Repeat the first line of the listing and each line after it, exactly, through the line containing "pub fn with_options(mut".

......

impl<W: AnalyzerWorker> Orchestrator<W> {
    /// Creates an orchestrator with default execution options.
    #[must_use]
    pub fn new(worker: W, catalog: Arc<dyn RuleSetCatalog>) -> Self {
        Self {
            worker: Arc::new(worker),
            catalog,
            options: ExecutionOptions::default(),
        }
    }

    /// Sets the execution options.
    #[must_use]
    pub fn with_options(mut self, options: ExecutionOptions) -> Self {
        self.options = options;
        self
    }

    /// The worker.
    #[must_use]
    pub fn worker(&self) -> &W {
        &self.worker
    }

    /// The execution options.
    #[must_use]
    pub fn options(&self) -> ExecutionOptions {
        self.options
    }

    /// Runs one invocation to completion.
    ///
    /// Violations never produce an `Err`; they are reflected in
    /// [`AnalysisOutcome::terminal`].
    ///
    /// # Errors
    ///
    /// Returns an error if rule resolution fails, a source file cannot be
    /// read or any analyzer batch fails.
    pub async fn run(&self, request: &AnalysisRequest) -> Result<AnalysisOutcome, AnalysisError> {
        debug!("Phase: {:?}", Phase::ResolvingRules);
        let rules = Arc::new(RuleSetResolver::new(self.catalog.as_ref()).resolve(request.rules())?);
        info!(
            "Resolved {} rule(s), fingerprint {}",
            rules.len(),
            rules.fingerprint()
        );

        let environment = request.environment_fingerprint();
        let cache = match request.cache_file() {
            Some(path) if request.incremental() => {
                FingerprintCache::open(path, rules.fingerprint().clone(), environment)
            }
            _ => FingerprintCache::disabled(rules.fingerprint().clone(), environment),
        };

        debug!("Phase: {:?}", Phase::PartitioningCache);
        let mut live: Vec<(PathBuf, SourceFingerprint)> = Vec::with_capacity(request.sources().len());
        let mut per_file: Vec<(PathBuf, Vec<Violation>)> = Vec::new();
        let mut misses: Vec<PathBuf> = Vec::new();

        for source in request.sources() {
            let content =
                tokio::fs::read(source)
                    .await
                    .map_err(|e| AnalysisError::SourceUnreadable {
                        path: source.clone(),
                        source: e,
                    })?;
            let fingerprint = SourceFingerprint::of_bytes(&content);
            let key = CacheKey::new(fingerprint.clone(), rules.fingerprint().clone());

            match cache.lookup(source, &key) {
                Some(violations) => per_file.push((source.clone(), violations)),
                None => misses.push(source.clone()),
            }
            live.push((source.clone(), fingerprint));
        }

        let from_cache = per_file.len();
        info!(
            "{} file(s) to analyze, {} served from cache",
            misses.len(),
            from_cache
        );

        let fingerprints: HashMap<&PathBuf, &SourceFingerprint> =
            live.iter().map(|(path, fp)| (path, fp)).collect();
        let environment = Arc::new(request.worker_environment());

        debug!("Phase: {:?}", Phase::Dispatching);
        let (batches, processing_errors) = {
            let mut processing_errors = Vec::new();
            let batches = self
                .dispatch(&misses, &rules, &environment, |files, output| {
                    debug!("Phase: {:?}", Phase::Merging);
                    let failed: HashSet<PathBuf> = output
                        .processing_errors
                        .iter()
                        .map(|e| e.file.clone())
                        .collect();
                    for error in &output.processing_errors {
                        warn!(
                            "{}: analyzer could not process file: {}",
                            error.file.display(),
                            error.message
                        );
                    }

                    let mut by_file: HashMap<PathBuf, Vec<Violation>> =
                        files.iter().map(|f| (f.clone(), Vec::new())).collect();
                    for violation in output.violations {
                        by_file
                            .entry(violation.file.clone())
                            .or_default()
                            .push(violation);
                    }

                    for (file, violations) in by_file {
                        if !failed.contains(&file) {
                            if let Some(fp) = fingerprints.get(&file) {
                                let key = CacheKey::new((*fp).clone(), rules.fingerprint().clone());
                                cache.update(&file, &key, &violations);
                            }
                        }
                        per_file.push((file, violations));
                    }
                    processing_errors.extend(output.processing_errors);
                })
                .await?;
            (batches, processing_errors)
        };

        let report =
            ViolationReport::merge(per_file, processing_errors).with_counts(misses.len(), from_cache);

        debug!("Phase: {:?}", Phase::Reporting);
        match cache.flush(&live) {
            Ok(written) if cache.is_enabled() => debug!("Cache updated with {} record(s)", written),
            Ok(_) => {}
            Err(e) => warn!("Failed to write cache: {}", e),
        }

        let console = request.console();
        if console.enabled {
            report.print_report(console.colored);
        }

        let terminal = if report.has_violations() && !request.ignore_failures() {
            TerminalState::Failure
        } else {
            TerminalState::Success
        };

        if report.has_violations() {
            if request.ignore_failures() {
                warn!(
                    "{} violation(s) found; failures are ignored",
                    report.violations.len()
                );
            } else {
                info!("{} violation(s) found", report.violations.len());
            }
        } else {
            info!("No violations found");
        }

        Ok(AnalysisOutcome {
            report,
            terminal,
            cache: cache.stats(),
            batches,
        })
    }

    /// Runs one invocation unless `cancel` completes first.
    ///
    /// On cancellation all outstanding batches are aborted (killing their
    /// analyzer processes) and the cache file is not written.
    ///
    /// # Errors
    ///
    /// Returns [`AnalysisError::Cancelled`] if `cancel` wins, otherwise the
    /// same errors as [`Self::run`].
    pub async fn run_until_cancelled<F>(
        &self,
        request: &AnalysisRequest,
        cancel: F,
    ) -> Result<AnalysisOutcome, AnalysisError>
    where
        F: Future<Output = ()>,
    {
        tokio::select! {
            outcome = self.run(request) => outcome,
            () = cancel => {
                warn!("Analysis cancelled; cache left unchanged");
                Err(AnalysisError::Cancelled)
            }
        }
    }

    /// Runs the batches and feeds each successful output to `on_output` as it
    /// arrives. Returns the number of batches.
    async fn dispatch<F>(
        &self,
        misses: &[PathBuf],
        rules: &Arc<ResolvedRuleSet>,
        environment: &Arc<WorkerEnvironment>,
        mut on_output: F,
    ) -> Result<usize, AnalysisError>
    where
        F: FnMut(&[PathBuf], WorkerOutput),
    {
        if misses.is_empty() {
            return Ok(0);
        }

        let semaphore = Arc::new(Semaphore::new(self.options.parallelism.max(1)));
        let mut tasks = JoinSet::new();
        let mut batches = 0;

        for (id, files) in misses.chunks(self.options.batch_size.max(1)).enumerate() {
            let batch = WorkerBatch {
                id,
                files: files.to_vec(),
                rules: Arc::clone(rules),
                environment: Arc::clone(environment),
            };
            let worker = Arc::clone(&self.worker);
            let semaphore = Arc::clone(&semaphore);

            tasks.spawn(async move {
                let _permit = semaphore.acquire_owned().await;
                debug!("Batch {}: analyzing {} file(s)", batch.id, batch.files.len());
                let result = worker.analyze(&batch).await;
                (batch, result)
            });
            batches += 1;
        }
        info!("Dispatched {} batch(es)", batches);

        while let Some(joined) = tasks.join_next().await {
            let (batch, result) = match joined {
                Ok(done) => done,
                Err(e) => {
                    tasks.shutdown().await;
                    return Err(AnalysisError::WorkerAborted {
                        message: e.to_string(),
                    });
                }
            };

            match result {
                Ok(output) => {
                    debug!(
                        "Batch {}: {} violation(s), {} processing error(s)",
                        batch.id,
                        output.violations.len(),
                        output.processing_errors.len()
                    );
                    on_output(&batch.files, output);
                }
                Err(source) => {
                    warn!("Batch {} failed: {}; aborting remaining batches", batch.id, source);
                    tasks.shutdown().await;
                    return Err(AnalysisError::WorkerFailed {
                        batch: batch.id,
                        source,
                    });
                }
            }
        }

        Ok(batches)
    }
}
//! # lintwork-rulesets
//!
//! Built-in rule-set catalog for lintwork.
//!
//! ## Available Sets
//!
//! | Name | Alias | Description |
//! |------|-------|-------------|
//! | `bestpractices` | `category/java/bestpractices.xml` | Generally accepted best practices |
//! | `codestyle` | `category/java/codestyle.xml` | Naming and formatting conventions |
//! | `design` | `category/java/design.xml` | Structural problems |
//! | `documentation` | `category/java/documentation.xml` | Comment requirements |
//! | `errorprone` | `category/java/errorprone.xml` | Likely bugs |
//! | `multithreading` | `category/java/multithreading.xml` | Concurrency hazards |
//! | `performance` | `category/java/performance.xml` | Inefficient code |
//! | `security` | `category/java/security.xml` | Potential vulnerabilities |
//!
//! Packaged rule-set documents are available as `resource:rulesets/quickstart.xml`
//! and `resource:rulesets/strict.xml`.
//!
//! ## Usage
//!
//! ```ignore
//! use lintwork_core::{Orchestrator, RuleSetCatalog};
//! use std::sync::Arc;
//!
//! let catalog: Arc<dyn RuleSetCatalog> = Arc::new(lintwork_rulesets::builtin_catalog());
//! let orchestrator = Orchestrator::new(worker, catalog);
//! ```

#![forbid(unsafe_code)]
#![warn(missing_docs)]

mod sets;

pub use sets::{
    all_sets, best_practices, code_style, design, documentation, error_prone, multithreading,
    performance, security, SET_NAMES,
};

use lintwork_core::StaticCatalog;
use tracing::debug;

/// Rule sets used when the configuration names none.
pub const DEFAULT_RULE_SETS: &[&str] = &["errorprone"];

/// Packaged rule-set documents, by resource name.
pub const RESOURCES: &[(&str, &str)] = &[
    (
        "rulesets/quickstart.xml",
        include_str!("../resources/rulesets/quickstart.xml"),
    ),
    (
        "rulesets/strict.xml",
        include_str!("../resources/rulesets/strict.xml"),
    ),
];

/// Prefix of the long alias form of set names.
const ALIAS_PREFIX: &str = "category/java/";

/// Builds the catalog of all built-in sets, their aliases and packaged
/// resources.
#[must_use]
pub fn builtin_catalog() -> StaticCatalog {
    let mut catalog = StaticCatalog::new();
    for set in all_sets() {
        let name = set.name().to_string();
        catalog = catalog
            .with_alias(format!("{ALIAS_PREFIX}{name}.xml"), name.clone())
            .with_set(set);
    }
    for (name, content) in RESOURCES {
        catalog = catalog.with_resource(*name, *content);
    }
    debug!(
        "Built-in catalog: {} rule set(s), {} resource(s)",
        SET_NAMES.len(),
        RESOURCES.len()
    );
    catalog
}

......

Answer |
impl<W: AnalyzerWorker> Orchestrator<W> {
    /// Creates an orchestrator with default execution options.
    #[must_use]
    pub fn new(worker: W, catalog: Arc<dyn RuleSetCatalog>) -> Self {
        Self {
            worker: Arc::new(worker),
            catalog,
            options: ExecutionOptions::default(),
        }
    }

    /// Sets the execution options.
    #[must_use]
    pub fn with_options(mut self, options: ExecutionOptions) -> Self {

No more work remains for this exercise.